__About this task__
For each line of the material, check for the string "Backend"; then state how many lines had it, giving only the number.

::::

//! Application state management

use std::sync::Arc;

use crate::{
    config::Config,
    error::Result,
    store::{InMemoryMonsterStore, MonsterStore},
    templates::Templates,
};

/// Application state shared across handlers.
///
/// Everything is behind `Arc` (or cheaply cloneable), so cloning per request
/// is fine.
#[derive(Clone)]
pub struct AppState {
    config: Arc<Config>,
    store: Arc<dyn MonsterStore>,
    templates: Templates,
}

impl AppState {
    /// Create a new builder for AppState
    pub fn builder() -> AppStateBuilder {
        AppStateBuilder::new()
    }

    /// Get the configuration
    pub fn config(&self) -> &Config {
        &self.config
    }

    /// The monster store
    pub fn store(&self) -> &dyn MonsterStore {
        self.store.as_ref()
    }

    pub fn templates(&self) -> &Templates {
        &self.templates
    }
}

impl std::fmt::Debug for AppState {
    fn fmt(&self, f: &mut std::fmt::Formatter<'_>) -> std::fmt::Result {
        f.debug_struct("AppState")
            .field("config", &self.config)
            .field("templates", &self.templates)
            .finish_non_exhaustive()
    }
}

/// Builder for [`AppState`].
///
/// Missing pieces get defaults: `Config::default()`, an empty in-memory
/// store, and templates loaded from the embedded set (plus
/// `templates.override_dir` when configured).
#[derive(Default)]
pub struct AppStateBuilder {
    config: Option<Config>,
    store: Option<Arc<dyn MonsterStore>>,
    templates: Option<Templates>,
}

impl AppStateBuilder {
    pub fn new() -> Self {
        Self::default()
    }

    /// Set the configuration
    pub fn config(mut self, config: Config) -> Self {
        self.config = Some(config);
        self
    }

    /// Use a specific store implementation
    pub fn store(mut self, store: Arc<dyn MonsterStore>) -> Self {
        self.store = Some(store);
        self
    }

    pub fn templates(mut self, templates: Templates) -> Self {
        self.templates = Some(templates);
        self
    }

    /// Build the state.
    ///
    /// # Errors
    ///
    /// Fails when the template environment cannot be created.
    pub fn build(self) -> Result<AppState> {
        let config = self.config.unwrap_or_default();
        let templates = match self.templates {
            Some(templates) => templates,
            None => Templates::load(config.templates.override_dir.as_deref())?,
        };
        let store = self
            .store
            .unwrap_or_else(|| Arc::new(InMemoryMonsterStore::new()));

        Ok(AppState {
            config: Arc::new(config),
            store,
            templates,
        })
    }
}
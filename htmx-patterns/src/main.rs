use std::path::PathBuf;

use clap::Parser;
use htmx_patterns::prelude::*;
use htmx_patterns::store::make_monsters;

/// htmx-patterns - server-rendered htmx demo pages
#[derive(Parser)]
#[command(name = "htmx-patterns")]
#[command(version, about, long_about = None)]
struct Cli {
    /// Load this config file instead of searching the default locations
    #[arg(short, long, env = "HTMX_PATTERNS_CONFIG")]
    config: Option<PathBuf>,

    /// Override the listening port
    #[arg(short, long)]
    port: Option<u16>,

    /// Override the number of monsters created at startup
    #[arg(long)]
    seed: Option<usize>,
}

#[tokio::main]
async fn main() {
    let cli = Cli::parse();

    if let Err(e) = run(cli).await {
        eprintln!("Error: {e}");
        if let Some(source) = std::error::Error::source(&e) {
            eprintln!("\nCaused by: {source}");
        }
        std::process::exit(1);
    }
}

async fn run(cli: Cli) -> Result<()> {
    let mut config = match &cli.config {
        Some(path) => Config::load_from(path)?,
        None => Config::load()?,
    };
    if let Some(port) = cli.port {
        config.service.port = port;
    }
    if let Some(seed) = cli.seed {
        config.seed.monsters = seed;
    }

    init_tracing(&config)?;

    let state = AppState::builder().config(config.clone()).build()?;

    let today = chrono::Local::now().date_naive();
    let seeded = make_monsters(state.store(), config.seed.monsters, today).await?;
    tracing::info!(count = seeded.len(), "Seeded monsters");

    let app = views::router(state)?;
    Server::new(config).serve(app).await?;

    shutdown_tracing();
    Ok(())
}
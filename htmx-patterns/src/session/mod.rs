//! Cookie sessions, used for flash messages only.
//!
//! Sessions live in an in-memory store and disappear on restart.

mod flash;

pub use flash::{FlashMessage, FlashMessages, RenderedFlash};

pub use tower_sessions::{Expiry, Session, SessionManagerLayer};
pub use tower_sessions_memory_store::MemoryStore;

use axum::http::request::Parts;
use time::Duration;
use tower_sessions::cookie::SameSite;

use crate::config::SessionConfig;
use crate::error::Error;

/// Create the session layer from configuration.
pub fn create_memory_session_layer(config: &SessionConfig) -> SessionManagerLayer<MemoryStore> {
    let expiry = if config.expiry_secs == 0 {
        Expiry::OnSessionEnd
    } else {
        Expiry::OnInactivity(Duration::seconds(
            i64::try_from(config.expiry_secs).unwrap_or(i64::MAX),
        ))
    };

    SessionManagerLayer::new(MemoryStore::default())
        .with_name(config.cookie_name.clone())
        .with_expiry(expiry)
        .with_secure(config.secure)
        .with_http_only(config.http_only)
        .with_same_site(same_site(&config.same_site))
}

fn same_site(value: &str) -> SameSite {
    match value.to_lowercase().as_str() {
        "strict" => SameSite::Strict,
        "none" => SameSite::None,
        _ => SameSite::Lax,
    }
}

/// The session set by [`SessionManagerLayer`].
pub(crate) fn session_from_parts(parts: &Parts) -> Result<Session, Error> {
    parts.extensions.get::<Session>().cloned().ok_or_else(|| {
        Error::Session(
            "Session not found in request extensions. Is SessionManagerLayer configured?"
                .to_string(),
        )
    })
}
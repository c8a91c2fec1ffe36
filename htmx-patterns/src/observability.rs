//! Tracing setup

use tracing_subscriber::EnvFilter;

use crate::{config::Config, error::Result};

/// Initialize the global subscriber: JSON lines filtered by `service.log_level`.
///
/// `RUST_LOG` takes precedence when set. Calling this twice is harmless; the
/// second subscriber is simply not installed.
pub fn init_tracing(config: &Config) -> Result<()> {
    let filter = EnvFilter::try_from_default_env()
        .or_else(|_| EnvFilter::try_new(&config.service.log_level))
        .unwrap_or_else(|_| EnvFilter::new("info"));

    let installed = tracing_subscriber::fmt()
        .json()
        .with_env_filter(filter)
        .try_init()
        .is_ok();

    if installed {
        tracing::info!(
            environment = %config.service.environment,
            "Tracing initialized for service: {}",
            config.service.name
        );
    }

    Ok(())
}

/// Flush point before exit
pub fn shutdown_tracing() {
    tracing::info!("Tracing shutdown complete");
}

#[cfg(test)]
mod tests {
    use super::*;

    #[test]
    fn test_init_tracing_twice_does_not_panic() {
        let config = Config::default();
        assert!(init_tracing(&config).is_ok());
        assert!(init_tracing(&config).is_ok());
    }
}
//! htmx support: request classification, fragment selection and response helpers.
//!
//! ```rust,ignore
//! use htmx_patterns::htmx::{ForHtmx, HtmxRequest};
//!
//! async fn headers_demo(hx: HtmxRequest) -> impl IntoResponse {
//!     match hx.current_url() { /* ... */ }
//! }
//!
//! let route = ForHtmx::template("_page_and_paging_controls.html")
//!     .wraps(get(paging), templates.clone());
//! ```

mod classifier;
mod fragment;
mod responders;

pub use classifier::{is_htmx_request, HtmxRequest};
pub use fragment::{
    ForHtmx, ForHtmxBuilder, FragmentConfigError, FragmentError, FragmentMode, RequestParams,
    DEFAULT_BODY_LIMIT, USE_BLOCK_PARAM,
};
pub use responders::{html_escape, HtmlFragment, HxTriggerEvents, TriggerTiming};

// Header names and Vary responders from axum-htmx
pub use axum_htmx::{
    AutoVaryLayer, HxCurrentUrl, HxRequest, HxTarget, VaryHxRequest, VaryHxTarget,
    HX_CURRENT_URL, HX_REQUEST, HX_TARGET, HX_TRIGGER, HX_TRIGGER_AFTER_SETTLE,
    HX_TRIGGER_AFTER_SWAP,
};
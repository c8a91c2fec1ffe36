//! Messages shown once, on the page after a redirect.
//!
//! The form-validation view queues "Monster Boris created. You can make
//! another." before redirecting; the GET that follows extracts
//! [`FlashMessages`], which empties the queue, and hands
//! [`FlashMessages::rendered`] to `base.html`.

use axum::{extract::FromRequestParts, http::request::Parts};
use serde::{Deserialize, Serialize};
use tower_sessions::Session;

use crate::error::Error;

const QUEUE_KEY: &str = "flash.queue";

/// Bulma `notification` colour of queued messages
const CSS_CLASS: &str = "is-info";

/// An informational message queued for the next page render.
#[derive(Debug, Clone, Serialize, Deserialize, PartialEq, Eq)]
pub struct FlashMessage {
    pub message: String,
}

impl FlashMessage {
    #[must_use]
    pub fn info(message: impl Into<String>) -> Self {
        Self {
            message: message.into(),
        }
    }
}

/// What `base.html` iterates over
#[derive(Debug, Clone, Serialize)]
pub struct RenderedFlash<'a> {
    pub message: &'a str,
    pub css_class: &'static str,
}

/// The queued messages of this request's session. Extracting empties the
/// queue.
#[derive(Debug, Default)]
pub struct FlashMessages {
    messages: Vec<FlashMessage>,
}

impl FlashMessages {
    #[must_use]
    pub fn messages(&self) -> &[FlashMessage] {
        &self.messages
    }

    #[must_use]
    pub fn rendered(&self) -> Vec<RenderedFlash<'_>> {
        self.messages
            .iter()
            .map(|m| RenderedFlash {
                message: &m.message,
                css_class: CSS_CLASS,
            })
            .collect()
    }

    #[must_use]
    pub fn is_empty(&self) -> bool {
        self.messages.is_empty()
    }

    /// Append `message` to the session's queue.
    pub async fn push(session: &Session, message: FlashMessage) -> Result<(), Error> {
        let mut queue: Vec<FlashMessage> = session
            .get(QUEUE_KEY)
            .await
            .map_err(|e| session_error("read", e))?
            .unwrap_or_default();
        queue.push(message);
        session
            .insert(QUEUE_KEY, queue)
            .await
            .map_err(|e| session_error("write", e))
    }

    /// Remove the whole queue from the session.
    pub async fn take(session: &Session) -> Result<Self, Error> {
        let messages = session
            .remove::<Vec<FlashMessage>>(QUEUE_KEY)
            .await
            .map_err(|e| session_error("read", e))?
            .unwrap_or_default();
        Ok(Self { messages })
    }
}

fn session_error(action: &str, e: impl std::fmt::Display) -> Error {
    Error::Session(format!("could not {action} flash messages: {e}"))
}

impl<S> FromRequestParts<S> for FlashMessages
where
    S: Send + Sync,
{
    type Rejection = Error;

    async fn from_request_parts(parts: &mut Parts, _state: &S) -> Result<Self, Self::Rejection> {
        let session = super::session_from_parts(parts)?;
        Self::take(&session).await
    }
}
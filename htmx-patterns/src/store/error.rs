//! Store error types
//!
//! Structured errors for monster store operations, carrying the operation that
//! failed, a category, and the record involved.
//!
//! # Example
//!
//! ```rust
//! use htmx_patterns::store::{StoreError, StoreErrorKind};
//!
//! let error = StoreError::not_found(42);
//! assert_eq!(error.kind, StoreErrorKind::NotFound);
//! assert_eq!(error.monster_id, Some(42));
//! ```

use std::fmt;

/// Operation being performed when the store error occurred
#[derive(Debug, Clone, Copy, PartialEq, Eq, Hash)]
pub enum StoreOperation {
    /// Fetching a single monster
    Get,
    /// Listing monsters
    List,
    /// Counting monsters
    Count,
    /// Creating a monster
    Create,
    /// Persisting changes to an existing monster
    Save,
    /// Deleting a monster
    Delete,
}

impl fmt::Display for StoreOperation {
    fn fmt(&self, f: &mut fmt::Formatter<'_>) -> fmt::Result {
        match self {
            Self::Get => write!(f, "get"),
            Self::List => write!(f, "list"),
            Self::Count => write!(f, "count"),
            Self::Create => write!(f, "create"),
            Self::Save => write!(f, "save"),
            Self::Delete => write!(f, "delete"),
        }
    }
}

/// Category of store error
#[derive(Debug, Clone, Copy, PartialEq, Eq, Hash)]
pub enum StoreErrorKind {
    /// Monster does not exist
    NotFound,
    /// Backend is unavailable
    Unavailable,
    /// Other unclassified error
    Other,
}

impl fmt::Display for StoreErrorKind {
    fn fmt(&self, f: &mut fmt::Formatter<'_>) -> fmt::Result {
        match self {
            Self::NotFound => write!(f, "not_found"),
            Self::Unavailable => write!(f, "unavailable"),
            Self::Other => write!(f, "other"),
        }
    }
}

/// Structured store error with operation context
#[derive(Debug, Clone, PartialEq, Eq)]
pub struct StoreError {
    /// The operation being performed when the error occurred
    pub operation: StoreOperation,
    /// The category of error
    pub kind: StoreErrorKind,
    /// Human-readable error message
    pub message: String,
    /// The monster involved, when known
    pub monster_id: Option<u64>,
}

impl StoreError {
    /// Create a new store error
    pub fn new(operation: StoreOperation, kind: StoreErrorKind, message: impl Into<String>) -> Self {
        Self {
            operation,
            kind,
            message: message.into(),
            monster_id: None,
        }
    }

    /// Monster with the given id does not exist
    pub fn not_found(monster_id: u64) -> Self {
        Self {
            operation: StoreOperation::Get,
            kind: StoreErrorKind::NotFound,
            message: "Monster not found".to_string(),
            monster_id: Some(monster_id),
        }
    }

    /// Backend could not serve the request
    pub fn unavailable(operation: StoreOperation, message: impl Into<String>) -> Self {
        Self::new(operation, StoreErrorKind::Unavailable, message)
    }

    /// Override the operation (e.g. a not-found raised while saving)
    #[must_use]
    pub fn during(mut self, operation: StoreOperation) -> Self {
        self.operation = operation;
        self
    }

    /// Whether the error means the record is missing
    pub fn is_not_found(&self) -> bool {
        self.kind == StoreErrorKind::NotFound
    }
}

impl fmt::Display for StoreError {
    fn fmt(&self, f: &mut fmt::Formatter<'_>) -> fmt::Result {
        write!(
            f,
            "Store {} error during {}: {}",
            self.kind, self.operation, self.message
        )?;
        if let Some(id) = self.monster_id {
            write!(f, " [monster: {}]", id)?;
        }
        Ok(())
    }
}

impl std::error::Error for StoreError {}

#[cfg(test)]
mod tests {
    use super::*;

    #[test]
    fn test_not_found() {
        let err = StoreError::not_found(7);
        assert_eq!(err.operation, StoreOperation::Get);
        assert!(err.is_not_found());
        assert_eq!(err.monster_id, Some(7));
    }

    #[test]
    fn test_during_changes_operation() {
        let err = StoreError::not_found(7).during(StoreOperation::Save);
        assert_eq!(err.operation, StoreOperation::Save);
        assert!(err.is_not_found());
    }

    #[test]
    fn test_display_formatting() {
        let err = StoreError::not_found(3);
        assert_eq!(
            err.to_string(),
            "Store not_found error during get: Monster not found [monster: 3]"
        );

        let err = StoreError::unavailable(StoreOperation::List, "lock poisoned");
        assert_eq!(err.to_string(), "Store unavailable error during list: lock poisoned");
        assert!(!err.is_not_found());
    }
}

::::

__Solution to this problem__
2